Work instruction: Working from the entries below, count every line that includes the word "String". Return the figure alone.

(Saved data entries)
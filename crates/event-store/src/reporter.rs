//! Metric reporting injected into components at construction.

/// Counter names emitted by the event store.
pub const PUSH_TOTAL: &str = "eventstore_push_total";
pub const EVENTS_PUSHED_TOTAL: &str = "eventstore_events_pushed_total";
pub const PRECONDITION_FAILED_TOTAL: &str = "eventstore_precondition_failed_total";
pub const CONCURRENCY_CONFLICT_TOTAL: &str = "eventstore_concurrency_conflict_total";

/// Sink for counters.
pub trait Reporter: Send + Sync {
    /// Adds `value` to the counter `name` with the given labels.
    fn add_count(&self, name: &'static str, value: u64, labels: &[(&'static str, String)]);
}

/// Reporter that drops everything.
#[derive(Debug, Clone, Copy, Default)]
pub struct NoopReporter;

impl Reporter for NoopReporter {
    fn add_count(&self, _name: &'static str, _value: u64, _labels: &[(&'static str, String)]) {}
}

/// Reporter forwarding to the `metrics` facade.
///
/// Whatever recorder the host installed (e.g. a Prometheus exporter)
/// receives the counters.
#[derive(Debug, Clone, Copy, Default)]
pub struct MetricsReporter;

impl Reporter for MetricsReporter {
    fn add_count(&self, name: &'static str, value: u64, labels: &[(&'static str, String)]) {
        let labels = labels.to_vec();
        metrics::counter!(name, &labels).increment(value);
    }
}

Response area: 3